The aim of the installation would be to respond to and highlight the landscape surrounding Chiang Mai. We find it of the utmost importance that the installation is site-specific and sensitive to its context. In taking an initial photographic glance at the landscape, we have felt a certain trepidation at its power. We would like to contrast its rolling green lushness with elements like hard white light and the color red, in order to shed a new perspective and appreciation onto the natural surroundings.

Depending on the facilities, this installation could also carry over into an indoor segment, where, through the same color and compositional elements, the viewer would be able to experience the contrast of the indoor and outdoor worlds.

Installation at ComPeung, 2017

In conjunction with this installation, I will present a piece of participative performance art. I will create a series of three works (the works themselves have not yet been decided upon, as I would like them to arise organically out of my experience in Thailand; these works will most likely be large-scale drawings, paintings, or multi-media sculptures), which I will present at the exhibition opening. In front of these works will be a table that is stocked with paint, knives, pencils, glue, etc. These items will be the tools that I will invite the viewers to use to destroy, to alter, to make their own impression upon my paintings. This will be an exercise in “creative destruction,” and will be intended to erase the line between artist and viewer. Just as the installation will be a wake-up call for the viewer to take notice of the landscape around him, my séance of creative destruction will be a wake-up call for the viewer to become aware of his own creative power.

 

 

G.Louise Cooper is a multi-media and performance artist from Detroit, MI, USA. She received her BA in Theatre Performance from Oakland University, and has also studied at The Neighborhood Playhouse in New York City.
For the past two years she has lived in Paris where she has developed two solo performances and began experimenting with multi-media conceptual works. She currently works at Galerie Memoire de l’Avenir, where she helps with translation, analysis of artists’ works and curation.

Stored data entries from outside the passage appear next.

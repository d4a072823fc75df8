//! Staff user management commands.
//!
//! # Usage
//!
//! ```bash
//! # Create a staff user
//! cs-cli user create -u siti -p 'long-password' -r admin
//!
//! # Reset a password
//! cs-cli user set-password -u siti -p 'new-long-password'
//! ```
//!
//! # Environment Variables
//!
//! - `CONSOLE_DATABASE_URL` - `PostgreSQL` connection string (falls back to `DATABASE_URL`)

use thiserror::Error;
use uuid::Uuid;

use cs_console_admin::services::{AuthError, AuthService};
use cs_console_core::StaffRole;

use super::{CommandError, connect};

/// Errors that can occur during staff user operations.
#[derive(Debug, Error)]
pub enum UserError {
    #[error(transparent)]
    Command(#[from] CommandError),

    /// Invalid role.
    #[error("Invalid role: {0}. Valid roles: admin, operator")]
    InvalidRole(String),

    /// Username taken, weak password, or a database failure.
    #[error(transparent)]
    Auth(#[from] AuthError),
}

/// Parse a role name as typed on the command line.
fn parse_role(role: &str) -> Result<StaffRole, UserError> {
    role.trim()
        .to_lowercase()
        .parse()
        .map_err(|_| UserError::InvalidRole(role.to_owned()))
}

/// Create a new staff user.
///
/// # Returns
///
/// The ID of the created staff user.
pub async fn create(username: &str, password: &str, role: &str) -> Result<Uuid, UserError> {
    let role = parse_role(role)?;
    let pool = connect().await?;

    tracing::info!("Creating staff user: {} ({})", username.trim(), role);
    let user = AuthService::new(&pool)
        .create_user(username, password, role)
        .await?;

    tracing::info!(
        "Staff user created successfully! ID: {}, Username: {}, Role: {}",
        user.id,
        user.username,
        user.role
    );
    Ok(user.id)
}

/// Replace an existing staff user's password.
pub async fn set_password(username: &str, password: &str) -> Result<(), UserError> {
    let pool = connect().await?;

    AuthService::new(&pool)
        .set_password(username, password)
        .await?;

    tracing::info!("Password updated for {}", username.trim());
    Ok(())
}

#[cfg(test)]
#[allow(clippy::unwrap_used)]
mod tests {
    use super::*;

    #[test]
    fn test_parse_role_is_case_insensitive() {
        assert_eq!(parse_role("Admin").unwrap(), StaffRole::Admin);
        assert_eq!(parse_role(" operator ").unwrap(), StaffRole::Operator);
    }

    #[test]
    fn test_parse_role_rejects_unknown() {
        assert!(matches!(parse_role("super_admin"), Err(UserError::InvalidRole(_))));
    }
}
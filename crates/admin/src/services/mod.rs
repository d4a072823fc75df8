//! Business logic services for the console.
//!
//! # Services
//!
//! - `auth` - Username/password sign-in with Argon2 hashes
//! - `changes` - `LISTEN table_changes` fan-out with burst coalescing
//! - `export` - CSV downloads for the list screens
//! - `metrics` - Dashboard aggregation and the daily metrics job
//! - `snapshot` - Last-good rows per list screen
//! - `token_usage` - Per-day token usage report and demo data

pub mod auth;
pub mod changes;
pub mod export;
pub mod metrics;
pub mod snapshot;
pub mod token_usage;

pub use auth::{AuthError, AuthService};
pub use changes::{COALESCE_WINDOW, ChangeFeed, TableChange, TableFilter, coalesced};
pub use export::{CsvDownload, CsvRecord, ExportError, to_csv};
pub use metrics::{DashboardMetrics, MetricTotals, MetricsError, MetricsService, fold_buckets};
pub use snapshot::{Loaded, Screen, Snapshots};
pub use token_usage::{TokenUsageReport, build_report, demo_report, format_compact};
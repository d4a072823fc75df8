//! CLI subcommands.

pub mod metrics;
pub mod migrate;
pub mod user;

use sqlx::PgPool;
use thiserror::Error;

use cs_console_admin::config::{ConfigError, get_database_url};
use cs_console_admin::db;

/// Errors shared by every command that touches the database.
#[derive(Debug, Error)]
pub enum CommandError {
    /// Missing or invalid environment.
    #[error(transparent)]
    Config(#[from] ConfigError),

    /// Database connection error.
    #[error("Database connection error: {0}")]
    Database(#[from] sqlx::Error),
}

/// Connect to the console database named by `CONSOLE_DATABASE_URL` (or
/// `DATABASE_URL`).
pub async fn connect() -> Result<PgPool, CommandError> {
    dotenvy::dotenv().ok();

    let database_url = get_database_url("CONSOLE_DATABASE_URL")?;

    tracing::info!("Connecting to console database...");
    Ok(db::create_pool(&database_url).await?)
}
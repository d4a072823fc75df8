//! Liveness and readiness probes.

use axum::{Router, extract::State, http::StatusCode, routing::get};

use crate::state::AppState;

pub fn router() -> Router<AppState> {
    Router::new()
        .route("/health", get(health))
        .route("/health/ready", get(readiness))
}

/// Liveness health check endpoint.
///
/// Returns "ok" if the server is running. Does not check dependencies.
async fn health() -> &'static str {
    "ok"
}

/// Readiness health check endpoint.
///
/// Returns 503 Service Unavailable if the database is not reachable.
async fn readiness(State(state): State<AppState>) -> StatusCode {
    match sqlx::query("SELECT 1").fetch_one(state.pool()).await {
        Ok(_) => StatusCode::OK,
        Err(e) => {
            tracing::warn!(error = %e, "Readiness check failed");
            StatusCode::SERVICE_UNAVAILABLE
        }
    }
}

http://www.glouisecooper.com/
http://www.glouisecooper.com/

 

Jeremy Barnett is a professor of scenography and an installation artist based outside of Detroit. As a scenic designer, Jeremy has been involved in nearly 200 theatrical productions across the United States. Jeremy has designed pieces for the Harley-Davidson Open Road Tour in 2003 and Bruce Springsteen and the
Seeger Sessions Band Tour. He was the event designer for Boston Midsummer Revels, a 2-day multicultural music festival that spanned six city blocks and included 2 parade routes and more than a dozen stages on land and sea.
Jeremy is a co-founder of Amarant Design Collective, an installation art organization that seeks to inspire people to explore familiar spaces as though seeing them for the first time.